**WHAT IS NEEDED:** Emit all the data exactly as provided.

========

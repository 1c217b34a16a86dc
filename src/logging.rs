use crate::{CONFIG_DIRECTORY, LOG_DIRECTORY};
use anyhow::{Context, Result, anyhow};
use std::path::PathBuf;
use tracing_appender::non_blocking::WorkerGuard;
use tracing_subscriber::EnvFilter;

const DEFAULT_FILTER: &str = "info,mediadeck=debug";

/// Routes `tracing` output to a daily log file; stdout belongs to the
/// terminal UI. The returned guard flushes the writer when dropped and must
/// outlive the app.
pub fn init(level: Option<&str>) -> Result<WorkerGuard> {
    let dir = log_dir()?;
    std::fs::create_dir_all(&dir)
        .with_context(|| format!("Could not create log directory {}", dir.display()))?;

    let appender = tracing_appender::rolling::daily(&dir, "mediadeck.log");
    let (writer, guard) = tracing_appender::non_blocking(appender);

    tracing_subscriber::fmt()
        .with_env_filter(filter(level))
        .with_writer(writer)
        .with_ansi(false)
        .with_target(true)
        .try_init()
        .map_err(|e| anyhow!("Could not install log subscriber: {e}"))?;

    tracing::info!("mediadeck v{} starting", env!("CARGO_PKG_VERSION"));
    Ok(guard)
}

fn filter(level: Option<&str>) -> EnvFilter {
    match level {
        Some(level) => EnvFilter::new(level),
        None => EnvFilter::try_from_default_env().unwrap_or_else(|_| EnvFilter::new(DEFAULT_FILTER)),
    }
}

pub fn log_dir() -> Result<PathBuf> {
    let data = dirs::data_dir().ok_or_else(|| anyhow!("Could not determine data directory"))?;
    Ok(data.join(CONFIG_DIRECTORY).join(LOG_DIRECTORY))
}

========

**FINAL ANSWER:**
repository 1c217b34a16a86dc
filename src/logging.rs
use crate::{CONFIG_DIRECTORY, LOG_DIRECTORY};
use anyhow::{Context, Result, anyhow};
use std::path::PathBuf;
use tracing_appender::non_blocking::WorkerGuard;
use tracing_subscriber::EnvFilter;

const DEFAULT_FILTER: &str = "info,mediadeck=debug";

/// Routes `tracing` output to a daily log file; stdout belongs to the
/// terminal UI. The returned guard flushes the writer when dropped and must
/// outlive the app.
pub fn init(level: Option<&str>) -> Result<WorkerGuard> {
    let dir = log_dir()?;
    std::fs::create_dir_all(&dir)
        .with_context(|| format!("Could not create log directory {}", dir.display()))?;

    let appender = tracing_appender::rolling::daily(&dir, "mediadeck.log");
    let (writer, guard) = tracing_appender::non_blocking(appender);

    tracing_subscriber::fmt()
        .with_env_filter(filter(level))
        .with_writer(writer)
        .with_ansi(false)
        .with_target(true)
        .try_init()
        .map_err(|e| anyhow!("Could not install log subscriber: {e}"))?;

    tracing::info!("mediadeck v{} starting", env!("CARGO_PKG_VERSION"));
    Ok(guard)
}

fn filter(level: Option<&str>) -> EnvFilter {
    match level {
        Some(level) => EnvFilter::new(level),
        None => EnvFilter::try_from_default_env().unwrap_or_else(|_| EnvFilter::new(DEFAULT_FILTER)),
    }
}

pub fn log_dir() -> Result<PathBuf> {
    let data = dirs::data_dir().ok_or_else(|| anyhow!("Could not determine data directory"))?;
    Ok(data.join(CONFIG_DIRECTORY).join(LOG_DIRECTORY))
}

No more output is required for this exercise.